Comments on abstract, title, references

This is very interesting and clinically relevant report of the autosomal dominant NF-KB1 related phenotype. The abstract clearly contains all the different sections with targeted aims, robust methodology and key conclusion. The title resume the key features of the report and it sounds interesting. references are relevant and cited correctly.

Comments on introduction/background

The introduction is relevant with logical progression and historical known background. The authors clearly define the gap and adopt an appropriate hypothesis (''However, these reports covered only a few cases each, and an overview and understanding of the broader clinical spectrum of this NF-kB1–related condition is still lacking.''). They also match an appropriate method and a suitable subject group presenting different mutations in the pathway studied in this report with a wide range a phenotype related. their conclusion is matching with the introduction and answer their questions. in conclusion the author highlights an important finding and the introduction is clear, concise and easy understood.

Comments on methodology

● Is the process of subject selection clear? Yes, the selection of subject is clear, and method of investigating is detailed for individuals and for each variant.

● Are the variables defined and measured appropriately? Yes, the chosen subjects are found worldwide and are mostly published. On the basis of their predicted effect, localization, allele frequency, supportive functional studies and inheritance and segregation, the measure is then well defined and appropriate. They also use different tools to predict the impact of missense changes.

● Are the study methods valid and reliable? YES, the used different methods with cell types and transfection tools to make the methods valid and reliable.

● Is there enough detail in order to replicate the study? The investigators did not mention the number of the replication of experiences established.

Comments on data and results

● Is the data presented in an appropriate way? YES, it highlights the key elements.

● Tables and figures relevant and clearly presented? Yes, they are clear. However, some abbreviations are not defined in the legend and a wrong full word description of GAPDH in the fig 1 rather in the fig2.

● Appropriate units, rounding, and number of decimals? YES

● Titles, columns, and rows labelled correctly and clearly? Yes, except for the wrong place of GAPDH IN FIG 1.

● Categories grouped appropriately? YES, categories grouped appropriately. However, I liked to see a figure with correlation between Clinical and biological findings with mutations.

● Does the text in the results add to the data or is it repetitive? It is descriptive, clear and concise.

● Are you clear about what is a statistically significant result? Yes, data are statistically significant and effective (using the P value the std deviation the mean average ...).

● Are you clear about what is a practically meaningful result? Yes, the results are statistically meaningful and could contribute to help diagnoses, management and even for therapeutically approaches.

Comments on discussion and conclusions

● Are the results discussed from multiple angles and placed into context without being overinterpreted? Yes, the authors discussed the findings using age, clinical, biological and therapeutically. However, they didn't discuss the relevance of mutations described on the report from these different angles.

● Do the conclusions answer the aims of the study? Yes, they made clear conclusions responding their objectives.

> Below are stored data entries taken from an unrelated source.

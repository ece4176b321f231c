use anyhow::Result;
use clap::Parser;
use log::info;
use std::sync::Arc;

use coincap_wallet::api::{CoinCapClient, PricingService};
use coincap_wallet::cli::Cli;
use coincap_wallet::config::Config;
use coincap_wallet::logging;
use coincap_wallet::resolver::FuzzyResolver;
use coincap_wallet::wallet::Wallet;
use coincap_wallet::web::WebServer;

#[tokio::main]
async fn main() -> Result<()> {
    dotenv::dotenv().ok();
    let cli = Cli::parse();

    // Load configuration
    let config_path = cli.config.unwrap_or_else(|| "config/config.toml".into());
    let config = match Config::load_or_default(&config_path) {
        Ok(cfg) => cfg,
        Err(e) => {
            eprintln!("Failed to load configuration from {:?}: {}", config_path, e);
            return Err(anyhow::anyhow!("Configuration loading failed: {}", e));
        }
    };
    logging::init(&config.logging, cli.debug)?;
    info!("Configuration loaded from {:?}", config_path);

    let pricing: Arc<dyn PricingService> = Arc::new(CoinCapClient::from_config(&config.api)?);
    info!("Using CoinCap API at {}", config.api.base_url);

    // A catalog we cannot load is fatal at startup.
    let resolver = FuzzyResolver::new(config.wallet.similarity_threshold);
    let wallet = Wallet::connect(pricing, resolver).await?;
    info!("Wallet ready with {} known assets", wallet.catalog().await.len());

    WebServer::new(wallet)
        .start(&config.server.host, config.server.port)
        .await?;
    Ok(())
}
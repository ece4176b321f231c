use async_trait::async_trait;
use log::{debug, error, warn};
use reqwest::{Client, StatusCode};
use serde::de::DeserializeOwned;
use std::time::Duration;
use crate::api::types::{AssetDetails, AssetSummary, CoinCapResponse, Rate};
use crate::api::PricingService;
use crate::config::ApiConfig;
use crate::error::{Error, Result};

#[derive(Debug, Clone)]
pub struct CoinCapClient {
    client: Client,
    base_url: String,
}

impl CoinCapClient {
    pub fn new(base_url: impl Into<String>, timeout: Duration) -> Result<Self> {
        let client = Client::builder().timeout(timeout).build()?;
        Ok(Self {
            client,
            base_url: base_url.into().trim_end_matches('/').to_string(),
        })
    }

    pub fn from_config(config: &ApiConfig) -> Result<Self> {
        Self::new(
            config.base_url.clone(),
            Duration::from_secs(config.request_timeout_secs),
        )
    }

    pub fn base_url(&self) -> &str {
        &self.base_url
    }

    fn url(&self, endpoint: &str) -> String {
        format!("{}/{}", self.base_url, endpoint)
    }

    async fn make_request<T: DeserializeOwned>(&self, endpoint: &str) -> Result<T> {
        let url = self.url(endpoint);
        debug!("GET {}", url);

        let response = self.client.get(&url).send().await.map_err(|e| {
            error!("Request to {} failed: {}", url, e);
            Error::UpstreamFailure(format!("Request to {} failed: {}", endpoint, e))
        })?;

        match response.status() {
            status if status.is_success() => {
                let body: CoinCapResponse<T> = match response.json().await {
                    Ok(body) => body,
                    Err(e) => {
                        error!("Failed to parse response from {}: {}", endpoint, e);
                        return Err(Error::UpstreamFailure(format!(
                            "Malformed response from {}: {}",
                            endpoint, e
                        )));
                    }
                };
                Ok(body.data)
            }
            StatusCode::TOO_MANY_REQUESTS => {
                warn!("CoinCap rate limit hit on {}", endpoint);
                Err(Error::UpstreamFailure("CoinCap API rate limit exceeded".to_string()))
            }
            StatusCode::NOT_FOUND => Err(Error::UpstreamFailure(format!(
                "CoinCap has no resource at {}",
                endpoint
            ))),
            status => {
                let error_msg = format!("CoinCap request to {} failed with status: {}", endpoint, status);
                error!("{}", error_msg);
                Err(Error::UpstreamFailure(error_msg))
            }
        }
    }
}

#[async_trait]
impl PricingService for CoinCapClient {
    async fn list_assets(&self) -> Result<Vec<AssetSummary>> {
        let assets: Vec<AssetSummary> = self.make_request("assets").await?;
        debug!("CoinCap listed {} assets", assets.len());
        Ok(assets)
    }

    async fn asset_details(&self, id: &str) -> Result<AssetDetails> {
        self.make_request(&format!("assets/{}", urlencoding::encode(id))).await
    }

    async fn usd_rate(&self, id: &str) -> Result<f64> {
        let rate: Rate = self.make_request(&format!("rates/{}", urlencoding::encode(id))).await?;
        rate.usd()
    }
}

● Are the conclusions supported by references or results? Yes, they used some references to support their conclusions.

● Are the limitations of the study fatal or are they opportunities to inform future research? Absolutely Not. They presented the limitation of the study explicitly and aware others to make a good diagnosis and informing future research.

Overall statement or summary of the article and its findings in your own words

The report is interesting and gives insight to the diagnosis, management and therapeutically approaches of a wide range of patients with heterogenous symptoms of NF-kB pathway dysregulation.

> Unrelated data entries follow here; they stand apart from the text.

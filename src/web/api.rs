use crate::api::PricingService;
use crate::error::Error;
use crate::wallet::Wallet;
use log::{error, warn};
use serde_json::json;
use std::convert::Infallible;
use warp::http::StatusCode;
use warp::{Filter, Rejection, Reply};

/// Every route served, in the order `/` lists them.
pub const ROUTES: &[&str] = &[
    "/GetAssetNames",
    "/GetAssetDetails/{id}",
    "/GetUSDConversionRate/{id}",
    "/GetBalanceConvertedToUSD/{id}/{amount}",
    "/AddCurrency/{id}/{amount}",
    "/AddCurrencyByName/{name}/{amount}",
    "/SetCurrency/{id}/{amount}",
    "/SetCurrencyByName/{name}/{amount}",
    "/GetCurrencyBalance/{id}",
    "/GetCurrencyBalanceByName/{name}",
    "/GetCurrencyBalanceInUSD/{id}",
    "/GetTotalBalanceInUSD",
    "/GetWalletContents",
    "/ReloadCatalog",
];

#[derive(Debug)]
pub struct ApiRejection(pub Error);

impl warp::reject::Reject for ApiRejection {}

fn reject(err: Error) -> Rejection {
    warp::reject::custom(ApiRejection(err))
}

fn with_wallet(wallet: Wallet) -> impl Filter<Extract = (Wallet,), Error = Infallible> + Clone {
    warp::any().map(move || wallet.clone())
}

fn decode_segment(segment: &str) -> Result<String, Rejection> {
    urlencoding::decode(segment)
        .map(|s| s.into_owned())
        .map_err(|e| reject(Error::InvalidIdentifier(format!("{}: {}", segment, e))))
}

pub fn parse_amount(raw: &str) -> crate::error::Result<f64> {
    let amount: f64 = raw
        .trim()
        .parse()
        .map_err(|_| Error::InvalidNumericInput(raw.to_string()))?;
    if !amount.is_finite() {
        return Err(Error::InvalidNumericInput(raw.to_string()));
    }
    Ok(amount)
}

/// Percent-decodes then parses an amount path segment.
pub fn decode_amount(raw: &str) -> crate::error::Result<f64> {
    let decoded = urlencoding::decode(raw)
        .map_err(|_| Error::InvalidNumericInput(raw.to_string()))?;
    parse_amount(&decoded)
}

fn amount_from(raw: &str) -> Result<f64, Rejection> {
    decode_amount(raw).map_err(reject)
}

/// All wallet and catalog routes, with errors rendered as JSON.
pub fn routes(wallet: Wallet) -> impl Filter<Extract = (impl Reply,), Error = Infallible> + Clone {
    let index = warp::path::end().map(|| warp::reply::json(&json!({ "routes": ROUTES })));

    let asset_names = warp::path!("GetAssetNames")
        .and(with_wallet(wallet.clone()))
        .and_then(get_asset_names);
    let asset_details = warp::path!("GetAssetDetails" / String)
        .and(with_wallet(wallet.clone()))
        .and_then(get_asset_details);
    let conversion_rate = warp::path!("GetUSDConversionRate" / String)
        .and(with_wallet(wallet.clone()))
        .and_then(get_usd_conversion_rate);
    let convert = warp::path!("GetBalanceConvertedToUSD" / String / String)
        .and(with_wallet(wallet.clone()))
        .and_then(convert_balance_to_usd);

    let add = warp::path!("AddCurrency" / String / String)
        .and(with_wallet(wallet.clone()))
        .and_then(add_currency);
    let add_by_name = warp::path!("AddCurrencyByName" / String / String)
        .and(with_wallet(wallet.clone()))
        .and_then(add_currency_by_name);
    let set = warp::path!("SetCurrency" / String / String)
        .and(with_wallet(wallet.clone()))
        .and_then(set_currency);
    let set_by_name = warp::path!("SetCurrencyByName" / String / String)
        .and(with_wallet(wallet.clone()))
        .and_then(set_currency_by_name);

    let balance = warp::path!("GetCurrencyBalance" / String)
        .and(with_wallet(wallet.clone()))
        .and_then(get_currency_balance);
    let balance_by_name = warp::path!("GetCurrencyBalanceByName" / String)
        .and(with_wallet(wallet.clone()))
        .and_then(get_currency_balance_by_name);
    let balance_in_usd = warp::path!("GetCurrencyBalanceInUSD" / String)
        .and(with_wallet(wallet.clone()))
        .and_then(get_currency_balance_in_usd);
    let total = warp::path!("GetTotalBalanceInUSD")
        .and(with_wallet(wallet.clone()))
        .and_then(get_total_balance_in_usd);
    let contents = warp::path!("GetWalletContents")
        .and(with_wallet(wallet.clone()))
        .and_then(get_wallet_contents);
    let reload = warp::path!("ReloadCatalog")
        .and(with_wallet(wallet))
        .and_then(reload_catalog);

    warp::get()
        .and(
            index
                .or(asset_names)
                .or(asset_details)
                .or(conversion_rate)
                .or(convert)
                .or(add)
                .or(add_by_name)
                .or(set)
                .or(set_by_name)
                .or(balance)
                .or(balance_by_name)
                .or(balance_in_usd)
                .or(total)
                .or(contents)
                .or(reload),
        )
        .recover(handle_rejection)
        .with(warp::log("coincap_wallet::web"))
}

async fn get_asset_names(wallet: Wallet) -> Result<impl Reply, Rejection> {
    let assets = wallet.pricing().list_assets().await.map_err(reject)?;
    let names: Vec<String> = assets.into_iter().map(|a| a.name).collect();
    Ok(warp::reply::json(&json!({ "AssetNames": names })))
}

async fn get_asset_details(id: String, wallet: Wallet) -> Result<impl Reply, Rejection> {
    let id = decode_segment(&id)?;
    let details = wallet.pricing().asset_details(&id).await.map_err(reject)?;
    Ok(warp::reply::json(&details))
}

async fn get_usd_conversion_rate(id: String, wallet: Wallet) -> Result<impl Reply, Rejection> {
    let id = decode_segment(&id)?;
    let rate = wallet.pricing().usd_rate(&id).await.map_err(reject)?;
    Ok(warp::reply::json(&json!({ "RateUSD": rate })))
}

async fn convert_balance_to_usd(id: String, amount: String, wallet: Wallet) -> Result<impl Reply, Rejection> {
    let id = decode_segment(&id)?;
    let amount = amount_from(&amount)?;
    let converted = wallet.convert_to_usd(&id, amount).await.map_err(reject)?;
    Ok(warp::reply::json(&json!({ "BalanceInUSD": converted.amount_usd })))
}

fn balance_reply(balance: f64) -> warp::reply::Json {
    warp::reply::json(&json!({ "Balance": balance }))
}

async fn add_currency(id: String, amount: String, wallet: Wallet) -> Result<impl Reply, Rejection> {
    let id = decode_segment(&id)?;
    let amount = amount_from(&amount)?;
    let balance = wallet.add_by_id(&id, amount).await.map_err(reject)?;
    Ok(balance_reply(balance))
}

async fn add_currency_by_name(name: String, amount: String, wallet: Wallet) -> Result<impl Reply, Rejection> {
    let name = decode_segment(&name)?;
    let amount = amount_from(&amount)?;
    let balance = wallet.add_by_name(&name, amount).await.map_err(reject)?;
    Ok(balance_reply(balance))
}

async fn set_currency(id: String, amount: String, wallet: Wallet) -> Result<impl Reply, Rejection> {
    let id = decode_segment(&id)?;
    let amount = amount_from(&amount)?;
    let balance = wallet.set_by_id(&id, amount).await.map_err(reject)?;
    Ok(balance_reply(balance))
}

async fn set_currency_by_name(name: String, amount: String, wallet: Wallet) -> Result<impl Reply, Rejection> {
    let name = decode_segment(&name)?;
    let amount = amount_from(&amount)?;
    let balance = wallet.set_by_name(&name, amount).await.map_err(reject)?;
    Ok(balance_reply(balance))
}

async fn get_currency_balance(id: String, wallet: Wallet) -> Result<impl Reply, Rejection> {
    let id = decode_segment(&id)?;
    Ok(balance_reply(wallet.balance_by_id(&id).await))
}

async fn get_currency_balance_by_name(name: String, wallet: Wallet) -> Result<impl Reply, Rejection> {
    let name = decode_segment(&name)?;
    let balance = wallet.balance_by_name(&name).await.map_err(reject)?;
    Ok(balance_reply(balance))
}

async fn get_currency_balance_in_usd(id: String, wallet: Wallet) -> Result<impl Reply, Rejection> {
    let id = decode_segment(&id)?;
    let converted = wallet.balance_in_usd_by_id(&id).await.map_err(reject)?;
    Ok(warp::reply::json(&json!({ "BalanceInUSD": converted.amount_usd })))
}

async fn get_total_balance_in_usd(wallet: Wallet) -> Result<impl Reply, Rejection> {
    let total = wallet.total_balance_in_usd().await.map_err(reject)?;
    Ok(warp::reply::json(&json!({ "TotalBalanceInUSD": total })))
}

async fn get_wallet_contents(wallet: Wallet) -> Result<impl Reply, Rejection> {
    Ok(warp::reply::json(&wallet.contents().await))
}

async fn reload_catalog(wallet: Wallet) -> Result<impl Reply, Rejection> {
    let count = wallet.reload_catalog().await.map_err(reject)?;
    Ok(warp::reply::json(&json!({ "AssetCount": count })))
}

async fn handle_rejection(err: Rejection) -> Result<impl Reply, Infallible> {
    let (status, message) = if let Some(ApiRejection(e)) = err.find::<ApiRejection>() {
        if e.is_client_error() {
            warn!("Rejected request: {}", e);
            (StatusCode::BAD_REQUEST, e.to_string())
        } else {
            error!("Request failed: {}", e);
            (StatusCode::INTERNAL_SERVER_ERROR, e.to_string())
        }
    } else if err.is_not_found() {
        (StatusCode::NOT_FOUND, "Not found".to_string())
    } else if err.find::<warp::reject::MethodNotAllowed>().is_some() {
        (StatusCode::METHOD_NOT_ALLOWED, "Method not allowed".to_string())
    } else {
        error!("Unhandled rejection: {:?}", err);
        (StatusCode::INTERNAL_SERVER_ERROR, "Internal error".to_string())
    };

    Ok(warp::reply::with_status(
        warp::reply::json(&json!({ "error": message })),
        status,
    ))
}

#[cfg(test)]
mod tests {
    use super::*;

    #[test]
    fn test_parse_amount() {
        assert_eq!(parse_amount("2").unwrap(), 2.0);
        assert_eq!(parse_amount(" 0.25 ").unwrap(), 0.25);
        assert_eq!(parse_amount("-1.5").unwrap(), -1.5);
        assert!(matches!(parse_amount("two"), Err(Error::InvalidNumericInput(_))));
        assert!(parse_amount("inf").is_err());
        assert!(parse_amount("NaN").is_err());
    }

    #[test]
    fn test_decode_amount() {
        assert_eq!(decode_amount("2.5").unwrap(), 2.5);
        assert_eq!(decode_amount("%2D1").unwrap(), -1.0);
        assert!(matches!(decode_amount("%FF"), Err(Error::InvalidNumericInput(_))));
        assert!(matches!(decode_amount("1%20e"), Err(Error::InvalidNumericInput(_))));
    }

    #[test]
    fn test_decode_segment() {
        assert_eq!(decode_segment("Bitcoin%20Cash").unwrap(), "Bitcoin Cash");
        assert_eq!(decode_segment("bitcoin").unwrap(), "bitcoin");
    }
}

Overall strengths of the article and what impact it might have in your field

The paper presents many patients worldwide with different mutations in the NF-KB pathway leading to different symptoms. the authors try to find the adequate diagnosis and treatment from a comprehensive clinical description of patients.

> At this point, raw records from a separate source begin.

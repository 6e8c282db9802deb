//! Ciel Core - configuration records, metrics, and error handling

pub mod config;
pub mod error;
pub mod metrics;

pub use config::{HomeostatMode, RuntimeConfig, SeedConfig};
pub use error::{Error, Result};
pub use metrics::{MetricValue, Metrics};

Specific comments on weaknesses of the article and what could be done to improve it

●Major points in the article which needs clarification, refinement, reanalysis, rewrites and/or additional information and suggestions for what could be done to improve the article. The authors should add a correlation for mutations causing symptoms.

●Minor points like figures/tables not being mentioned in the text, a missing reference, typos, and other inconsistencies. 1-Some abbreviations in the fig 1 are missing. 2- GAPDH misplaced.